▶ TASK GOAL: Work out how many lines of the material below mention the word "return"; reply with the number only.
----- EXERCISE INPUT -----
// SPDX-License-Identifier: MIT OR Apache-2.0
//! Retiming of keys within a time range.
//!
//! The key at or before the range start is the anchor and stays put. Keys
//! after it up to the first key at or after the range end are respaced, and
//! every key past the range moves by the same amount as the last retimed key.

use crate::curve::KeyframeCurve;
use crate::error::{CurveError, Result};
use serde::{Deserialize, Serialize};
use std::fmt;

/// Retiming parameters
#[derive(Debug, Clone, Copy, PartialEq, Serialize, Deserialize)]
pub struct RetimeOptions {
    /// Frames between keys, or frames added to each gap when relative
    pub delta: f64,
    /// Add `delta` to the existing spacing instead of replacing it
    pub relative: bool,
    /// Move the playhead to the last retimed key instead of the anchor
    pub next_key_on_complete: bool,
}

impl Default for RetimeOptions {
    fn default() -> Self {
        Self {
            delta: 1.0,
            relative: false,
            next_key_on_complete: false,
        }
    }
}

impl RetimeOptions {
    /// Absolute spacing of `delta` frames
    pub fn absolute(delta: f64) -> Self {
        Self {
            delta,
            ..Self::default()
        }
    }

    /// Relative spacing change of `delta` frames
    pub fn relative(delta: f64) -> Self {
        Self {
            delta,
            relative: true,
            ..Self::default()
        }
    }

    /// Set the playhead behaviour
    pub fn with_next_key_on_complete(mut self, next_key_on_complete: bool) -> Self {
        self.next_key_on_complete = next_key_on_complete;
        self
    }

    /// Check the delta is usable
    pub fn validate(&self) -> Result<()> {
        if !self.delta.is_finite() || (!self.relative && self.delta < 1.0) {
            return Err(CurveError::InvalidDelta { delta: self.delta });
        }
        Ok(())
    }
}

/// Outcome of retiming one curve
#[derive(Debug, Clone, Copy, PartialEq, Default, Serialize, Deserialize)]
pub struct RetimeReport {
    /// Keys given a new time, not counting shifted keys past the range
    pub keys_retimed: usize,
    /// Anchor key index
    pub first_index: usize,
    /// Last retimed key index
    pub last_index: usize,
    /// Where the playhead should move, `None` when nothing moved
    pub playhead: Option<f64>,
}

/// Anchor and last key indices for a range
fn retiming_indices(curve: &KeyframeCurve, start: f64, end: f64) -> Result<(usize, usize)> {
    if start > end {
        return Err(CurveError::InvalidRange { start, end });
    }
    let degenerate = || CurveError::DegenerateCurve {
        required: 1,
        found: curve.len(),
    };

    let closest = curve.find_closest(start).ok_or_else(degenerate)?;
    let first = if curve.time(closest)? > start && closest > 0 {
        closest - 1
    } else {
        closest
    };

    let closest = curve.find_closest(end).ok_or_else(degenerate)?;
    let last = if curve.time(closest)? < end && closest + 1 < curve.len() {
        closest + 1
    } else {
        closest
    };

    if first > last {
        return Err(CurveError::InvalidRange { start, end });
    }
    Ok((first, last))
}

/// New time of a key from its original time and the previous key's move
fn next_time(options: &RetimeOptions, orig: f64, prev_orig: f64, prev_new: f64) -> f64 {
    if options.relative {
        let shifted = orig + options.delta + (prev_new - prev_orig);
        if shifted - prev_new < 1.0 {
            prev_new + 1.0
        } else {
            shifted
        }
    } else {
        prev_new + options.delta
    }
}

/// Retime the keys of `curve` in `[start, end]`
pub fn retime(
    curve: &mut KeyframeCurve,
    start: f64,
    end: f64,
    options: &RetimeOptions,
) -> Result<RetimeReport> {
    options.validate()?;
    let (first, last) = retiming_indices(curve, start, end)?;
    let mut report = RetimeReport {
        first_index: first,
        last_index: last,
        ..RetimeReport::default()
    };
    if first == last {
        return Ok(report);
    }

    let anchor = curve.time(first)?;
    let mut times = Vec::with_capacity(curve.len() - first - 1);
    let (mut prev_orig, mut prev_new) = (anchor, anchor);
    for orig in curve.times().skip(first + 1).take(last - first) {
        let new = next_time(options, orig, prev_orig, prev_new);
        times.push(new);
        prev_orig = orig;
        prev_new = new;
    }
    // Keys past the range keep their spacing to the last retimed key.
    let shift = prev_new - prev_orig;
    times.extend(curve.times().skip(last + 1).map(|t| t + shift));
    curve.set_times_from(first + 1, &times)?;

    report.keys_retimed = last - first;
    report.playhead = Some(if options.next_key_on_complete {
        prev_new
    } else {
        anchor
    });
    tracing::debug!(
        curve = %curve.name,
        keys = report.keys_retimed,
        first,
        last,
        "Retimed curve"
    );
    Ok(report)
}

/// Spacing of keys around the playhead
#[derive(Debug, Clone, Copy, PartialEq, Serialize, Deserialize)]
pub enum TimingStrip {
    /// Playhead before the first key, `spacing` frames after animation start
    BeforeFirst {
        /// Offset of the first key from the animation start
        spacing: f64,
    },
    /// Playhead between keys
    On {
        /// Key at or before the playhead
        frame: f64,
        /// Frames to the next key
        spacing: f64,
    },
    /// Playhead on or after the last key
    End {
        /// Last key time
        frame: f64,
    },
}

impl fmt::Display for TimingStrip {
    fn fmt(&self, f: &mut fmt::Formatter<'_>) -> fmt::Result {
        match self {
            Self::BeforeFirst { spacing } => write!(f, "None on {spacing}"),
            Self::On { frame, spacing } => write!(f, "{frame} on {spacing}"),
            Self::End { frame } => write!(f, "{frame} on End"),
        }
    }
}

/// Describe the key spacing at `playhead`
pub fn timing_strip(curve: &KeyframeCurve, playhead: f64, animation_start: f64) -> Result<TimingStrip> {
    let (first, last) = retiming_indices(curve, playhead, playhead + 1.0)?;
    let first_frame = curve.time(first)?;
    let last_frame = curve.time(last)?;

    Ok(if first != last {
        TimingStrip::On {
            frame: first_frame,
            spacing: last_frame - first_frame,
        }
    } else if playhead >= last_frame {
        TimingStrip::End { frame: first_frame }
    } else {
        TimingStrip::BeforeFirst {
            spacing: first_frame - animation_start,
        }
    })
}

#[cfg(test)]
mod tests {
    use super::*;
    use crate::curve::CurveKind;
    use crate::error::ErrorKind;

    fn curve(times: &[f64]) -> KeyframeCurve {
        let points: Vec<_> = times.iter().map(|&t| (t, t * 2.0)).collect();
        KeyframeCurve::from_points("test", CurveKind::Scalar, &points).unwrap()
    }

    fn times(curve: &KeyframeCurve) -> Vec<f64> {
        curve.times().collect()
    }

    fn assert_increasing(curve: &KeyframeCurve) {
        let t = times(curve);
        assert!(t.windows(2).all(|w| w[0] < w[1]), "not increasing: {t:?}");
    }

    #[test]
    fn test_absolute_collapses_spacing() {
        let mut c = curve(&[4.0, 5.0, 10.0, 15.0, 20.0]);
        let report = retime(&mut c, 4.0, 15.0, &RetimeOptions::absolute(1.0)).unwrap();

        assert_eq!(times(&c), vec![4.0, 5.0, 6.0, 7.0, 12.0]);
        assert_eq!(report.keys_retimed, 3);
        assert_eq!(report.first_index, 0);
        assert_eq!(report.last_index, 3);
        assert_eq!(report.playhead, Some(4.0));
    }

    #[test]
    fn test_anchor_before_range_start() {
        let mut c = curve(&[4.0, 5.0, 10.0, 15.0]);
        let report = retime(&mut c, 4.8, 15.0, &RetimeOptions::absolute(2.0)).unwrap();

        assert_eq!(report.first_index, 0);
        assert_eq!(times(&c), vec![4.0, 6.0, 8.0, 10.0]);
    }

    #[test]
    fn test_absolute_expansion_moves_neighbors_first() {
        let mut c = curve(&[0.0, 1.0, 2.0, 3.0, 10.0]);
        let options = RetimeOptions::absolute(10.0).with_next_key_on_complete(true);
        let report = retime(&mut c, 0.0, 3.0, &options).unwrap();

        assert_eq!(times(&c), vec![0.0, 10.0, 20.0, 30.0, 37.0]);
        assert_eq!(report.playhead, Some(30.0));
        assert_eq!(c.value(4).unwrap(), 20.0);
    }

    #[test]
    fn test_relative_shifts_spacing() {
        let mut c = curve(&[0.0, 10.0, 20.0, 30.0]);
        retime(&mut c, 0.0, 20.0, &RetimeOptions::relative(2.0)).unwrap();
        assert_eq!(times(&c), vec![0.0, 12.0, 24.0, 34.0]);
    }

    #[test]
    fn test_relative_keeps_one_frame_gap() {
        let mut c = curve(&[0.0, 10.0, 12.0, 30.0]);
        retime(&mut c, 0.0, 12.0, &RetimeOptions::relative(-5.0)).unwrap();
        assert_eq!(times(&c), vec![0.0, 5.0, 6.0, 24.0]);
        assert_increasing(&c);
    }

    #[test]
    fn test_monotonic_for_many_deltas() {
        for delta in [-7.0, -3.0, -1.0, 0.0, 1.0, 2.0, 9.0] {
            let mut c = curve(&[0.0, 2.0, 3.0, 8.0, 9.0, 15.0, 40.0]);
            retime(&mut c, 2.0, 9.0, &RetimeOptions::relative(delta)).unwrap();
            assert_increasing(&c);
        }
        for delta in [1.0, 3.0, 12.0] {
            let mut c = curve(&[0.0, 2.0, 3.0, 8.0, 9.0, 15.0, 40.0]);
            retime(&mut c, 2.0, 9.0, &RetimeOptions::absolute(delta)).unwrap();
            assert_increasing(&c);
        }
    }

    #[test]
    fn test_nothing_to_retime() {
        let mut c = curve(&[0.0, 10.0]);
        let report = retime(&mut c, 12.0, 14.0, &RetimeOptions::default()).unwrap();
        assert_eq!(report.keys_retimed, 0);
        assert_eq!(report.playhead, None);
        assert_eq!(times(&c), vec![0.0, 10.0]);
    }

    #[test]
    fn test_invalid_inputs() {
        let mut c = curve(&[0.0, 10.0]);
        let err = retime(&mut c, 0.0, 10.0, &RetimeOptions::absolute(0.0)).unwrap_err();
        assert_eq!(err.kind(), ErrorKind::InvalidDelta);

        let err = retime(&mut c, 10.0, 0.0, &RetimeOptions::default()).unwrap_err();
        assert_eq!(err.kind(), ErrorKind::InvalidRange);

        let mut empty = KeyframeCurve::new("empty", CurveKind::Scalar);
        let err = retime(&mut empty, 0.0, 1.0, &RetimeOptions::default()).unwrap_err();
        assert_eq!(err.kind(), ErrorKind::DegenerateCurve);
    }

    #[test]
    fn test_retime_long_curve() {
        let count: u32 = 10_000;
        let keys: Vec<f64> = (0..count).map(|i| f64::from(i) * 2.0).collect();
        let mut c = curve(&keys);
        let report = retime(&mut c, 0.0, keys[keys.len() - 1], &RetimeOptions::absolute(1.0)).unwrap();

        assert_eq!(report.keys_retimed, 9_999);
        assert_eq!(c.time(9_999).unwrap(), 9_999.0);
        assert_eq!(c.time(5_000).unwrap(), 5_000.0);
        assert_increasing(&c);

        let mut c = curve(&keys);
        retime(&mut c, 0.0, 10_000.0, &RetimeOptions::relative(3.0)).unwrap();
        assert_eq!(c.time(5_000).unwrap(), 25_000.0);
        assert_eq!(c.time(9_999).unwrap(), 34_998.0);
        assert_increasing(&c);
    }

    #[test]
    fn test_timing_strip() {
        let c = curve(&[10.0, 14.0, 20.0]);

        let strip = timing_strip(&c, 12.0, 1.0).unwrap();
        assert_eq!(strip, TimingStrip::On { frame: 10.0, spacing: 4.0 });
        assert_eq!(strip.to_string(), "10 on 4");

        assert_eq!(timing_strip(&c, 20.0, 1.0).unwrap().to_string(), "20 on End");
        assert_eq!(timing_strip(&c, 25.0, 1.0).unwrap().to_string(), "20 on End");
        assert_eq!(timing_strip(&c, 2.0, 1.0).unwrap().to_string(), "None on 9");
    }
}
-----
▶ ANSWER TO THE EXERCISE: 4